> _TASK BRIEF_
Copy out each line of the data below in which the string "NsReader" appears.

> _PROVIDED ENTRIES_
■ ■ ■ ■ ■

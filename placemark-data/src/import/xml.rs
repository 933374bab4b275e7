//! Event-driven XML reading shared by the GPX, KML and GeoRSS importers.
//!
//! The driver keeps a stack of open elements, each tagged with the dialect
//! of its namespace, and hands element boundaries and their text to a
//! format-specific [`XmlHandler`]. Every open element gets its own text
//! buffer; inside free-text elements the text of nested markup is folded
//! into the enclosing element.

use std::io::{BufReader, Read};

use quick_xml::{
    NsReader,
    events::{BytesStart, Event},
    name::ResolveResult,
};

use super::{ImportError, PlacemarkSink};

/// Namespaces whose elements the importers distinguish.
#[derive(Debug, Clone, Copy, PartialEq, Eq)]
pub(crate) enum Dialect {
    /// `http://www.georss.org/georss`
    GeoRss,
    /// `http://www.w3.org/2003/01/geo/wgs84_pos#`
    W3cGeo,
    /// `http://www.opengis.net/gml`
    Gml,
    /// Anything else, including the document's default namespace.
    Other,
}

impl Dialect {
    fn from_namespace(uri: &[u8]) -> Self {
        match uri {
            b"http://www.georss.org/georss" => Self::GeoRss,
            b"http://www.w3.org/2003/01/geo/wgs84_pos#" => Self::W3cGeo,
            b"http://www.opengis.net/gml" => Self::Gml,
            _ => Self::Other,
        }
    }

    /// Fallback for documents that use a prefix without declaring it.
    fn from_prefix(prefix: &[u8]) -> Self {
        match prefix {
            b"georss" => Self::GeoRss,
            b"geo" => Self::W3cGeo,
            b"gml" => Self::Gml,
            _ => Self::Other,
        }
    }
}

/// One open element.
#[derive(Debug, Clone, PartialEq, Eq)]
pub(crate) struct Frame {
    pub(crate) dialect: Dialect,
    pub(crate) name: String,
}

impl Frame {
    pub(crate) fn is(&self, name: &str) -> bool {
        self.name == name
    }

    pub(crate) fn is_in(&self, dialect: Dialect, name: &str) -> bool {
        self.dialect == dialect && self.name == name
    }
}

/// Element path from the document root to the current element inclusive.
pub(crate) struct Path<'a>(&'a [Frame]);

impl Path<'_> {
    /// The current element.
    pub(crate) fn current(&self) -> Option<&Frame> {
        self.0.last()
    }

    /// The current element's parent.
    pub(crate) fn parent(&self) -> Option<&Frame> {
        self.0.len().checked_sub(2).and_then(|index| self.0.get(index))
    }

    /// Report whether any open element is called `name`.
    pub(crate) fn within(&self, name: &str) -> bool {
        self.0.iter().any(|frame| frame.is(name))
    }
}

/// Callbacks for one XML dialect.
pub(crate) trait XmlHandler {
    /// An element opened; `attributes` holds local names and unescaped values.
    fn start(&mut self, path: &Path<'_>, attributes: &[(String, String)]);

    /// An element closed with `text` as its character content.
    fn end(&mut self, path: &Path<'_>, text: &str, sink: &mut dyn PlacemarkSink) -> Result<(), ImportError>;

    /// Whether the current element holds free text such as a description,
    /// where markup like `<b>` is part of the content.
    fn free_text(&self, _path: &Path<'_>) -> bool {
        false
    }
}

/// Character content collected for one open element.
#[derive(Debug, Default)]
struct TextBuffer {
    text: String,
    free: bool,
}

/// Read an XML document to the end, dispatching to `handler`.
pub(crate) fn drive(
    reader: &mut dyn Read,
    handler: &mut dyn XmlHandler,
    sink: &mut dyn PlacemarkSink,
) -> Result<(), ImportError> {
    let mut xml = NsReader::from_reader(BufReader::new(reader));
    let mut buf = Vec::new();
    let mut stack: Vec<Frame> = Vec::new();
    let mut texts: Vec<TextBuffer> = Vec::new();

    loop {
        let (resolution, event) = match xml.read_resolved_event_into(&mut buf) {
            Ok(pair) => pair,
            Err(source) => {
                return Err(ImportError::Xml {
                    position: xml_position(&xml),
                    source,
                });
            }
        };
        match event {
            Event::Start(start) => {
                stack.push(frame(&resolution, &start));
                let path = Path(&stack);
                let free = texts.last().is_some_and(|parent| parent.free) || handler.free_text(&path);
                texts.push(TextBuffer {
                    text: String::new(),
                    free,
                });
                handler.start(&path, &attributes(&start));
            }
            Event::Empty(start) => {
                stack.push(frame(&resolution, &start));
                handler.start(&Path(&stack), &attributes(&start));
                handler.end(&Path(&stack), "", sink)?;
                stack.pop();
            }
            Event::End(_) => {
                let closed = texts.pop().unwrap_or_default();
                handler.end(&Path(&stack), closed.text.trim(), sink)?;
                stack.pop();
                if let Some(parent) = texts.last_mut().filter(|parent| parent.free) {
                    parent.text.push_str(&closed.text);
                }
            }
            Event::Text(content) => {
                let unescaped = content.unescape().map_err(|source| ImportError::Xml {
                    position: xml_position(&xml),
                    source,
                })?;
                // Indentation between elements is dropped outside free text.
                if let Some(buffer) = texts
                    .last_mut()
                    .filter(|buffer| buffer.free || !unescaped.trim().is_empty())
                {
                    buffer.text.push_str(&unescaped);
                }
            }
            Event::CData(content) => {
                if let Some(buffer) = texts.last_mut() {
                    buffer.text.push_str(&String::from_utf8_lossy(&content));
                }
            }
            Event::Eof => break,
            _ => {}
        }
        buf.clear();
    }
    Ok(())
}

fn xml_position<R>(xml: &NsReader<R>) -> u64 {
    u64::try_from(xml.buffer_position()).unwrap_or(u64::MAX)
}

fn frame(resolution: &ResolveResult<'_>, start: &BytesStart<'_>) -> Frame {
    let dialect = match resolution {
        ResolveResult::Bound(namespace) => Dialect::from_namespace(namespace.as_ref()),
        ResolveResult::Unknown(prefix) => Dialect::from_prefix(prefix),
        ResolveResult::Unbound => Dialect::Other,
    };
    Frame {
        dialect,
        name: String::from_utf8_lossy(start.local_name().as_ref()).into_owned(),
    }
}

fn attributes(start: &BytesStart<'_>) -> Vec<(String, String)> {
    start
        .attributes()
        .filter_map(Result::ok)
        .filter_map(|attribute| {
            let value = attribute.unescape_value().ok()?.into_owned();
            let key = String::from_utf8_lossy(attribute.key.local_name().as_ref()).into_owned();
            Some((key, value))
        })
        .collect()
}

/// Look up an attribute by local name.
pub(crate) fn attribute<'a>(attributes: &'a [(String, String)], name: &str) -> Option<&'a str> {
    attributes
        .iter()
        .find(|(key, _)| key == name)
        .map(|(_, value)| value.as_str())
}

#[cfg(test)]
mod tests {
    use super::*;
    use crate::import::PlacemarkDraft;
    use rstest::rstest;

    #[derive(Default)]
    struct Recorder {
        seen: Vec<(Dialect, String, String)>,
    }

    impl XmlHandler for Recorder {
        fn start(&mut self, _path: &Path<'_>, _attributes: &[(String, String)]) {}

        fn end(&mut self, path: &Path<'_>, text: &str, _sink: &mut dyn PlacemarkSink) -> Result<(), ImportError> {
            if let Some(frame) = path.current() {
                self.seen.push((frame.dialect, frame.name.clone(), text.to_owned()));
            }
            Ok(())
        }
    }

    #[rstest]
    fn classifies_namespaces_and_collects_text() {
        let document = br#"<rss xmlns:georss="http://www.georss.org/georss" xmlns:geo="http://www.w3.org/2003/01/geo/wgs84_pos#">
            <item><title>A &amp; B</title><georss:point>1 2</georss:point><geo:lat>3</geo:lat>
            <gml:pos>5 6</gml:pos><description><![CDATA[<b>bold</b>]]></description></item></rss>"#;
        let mut recorder = Recorder::default();
        let mut sink: Vec<PlacemarkDraft> = Vec::new();
        drive(&mut &document[..], &mut recorder, &mut sink).expect("well-formed XML");

        assert!(recorder.seen.contains(&(Dialect::Other, "title".into(), "A & B".into())));
        assert!(recorder.seen.contains(&(Dialect::GeoRss, "point".into(), "1 2".into())));
        assert!(recorder.seen.contains(&(Dialect::W3cGeo, "lat".into(), "3".into())));
        assert!(recorder.seen.contains(&(Dialect::Gml, "pos".into(), "5 6".into())));
        assert!(recorder.seen.contains(&(Dialect::Other, "description".into(), "<b>bold</b>".into())));
    }

    #[derive(Default)]
    struct DescriptionRecorder(Recorder);

    impl XmlHandler for DescriptionRecorder {
        fn start(&mut self, _path: &Path<'_>, _attributes: &[(String, String)]) {}

        fn end(&mut self, path: &Path<'_>, text: &str, sink: &mut dyn PlacemarkSink) -> Result<(), ImportError> {
            self.0.end(path, text, sink)
        }

        fn free_text(&self, path: &Path<'_>) -> bool {
            path.current().is_some_and(|frame| frame.is("description"))
        }
    }

    #[rstest]
    #[case::inline_markup("<description>Hello <b>x</b> world</description>", "Hello x world")]
    #[case::nested_markup("<description><p>One <i>two</i></p> three</description>", "One two three")]
    #[case::indented_lines("<description>\n  first\n  second\n</description>", "first\n  second")]
    fn free_text_keeps_nested_markup_text(#[case] body: &str, #[case] expected: &str) {
        let document = format!("<item>\n  <title>T</title>\n  {body}\n</item>");
        let mut recorder = DescriptionRecorder::default();
        let mut sink: Vec<PlacemarkDraft> = Vec::new();
        drive(&mut document.as_bytes(), &mut recorder, &mut sink).expect("well-formed XML");

        let seen = &recorder.0.seen;
        assert!(seen.contains(&(Dialect::Other, "description".into(), expected.into())));
        assert!(seen.contains(&(Dialect::Other, "title".into(), "T".into())));
        assert!(seen.contains(&(Dialect::Other, "item".into(), String::new())));
    }

    #[rstest]
    fn reports_malformed_documents() {
        let mut recorder = Recorder::default();
        let mut sink: Vec<PlacemarkDraft> = Vec::new();
        let err = drive(&mut &b"<gpx><wpt></gpx>"[..], &mut recorder, &mut sink).expect_err("mismatched tags");
        assert!(matches!(err, ImportError::Xml { .. }));
    }
}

■ ■ ■ ■ ■

> _ANSWER TO THE PROBLEM_
    NsReader,
    let mut xml = NsReader::from_reader(BufReader::new(reader));
fn xml_position<R>(xml: &NsReader<R>) -> u64 {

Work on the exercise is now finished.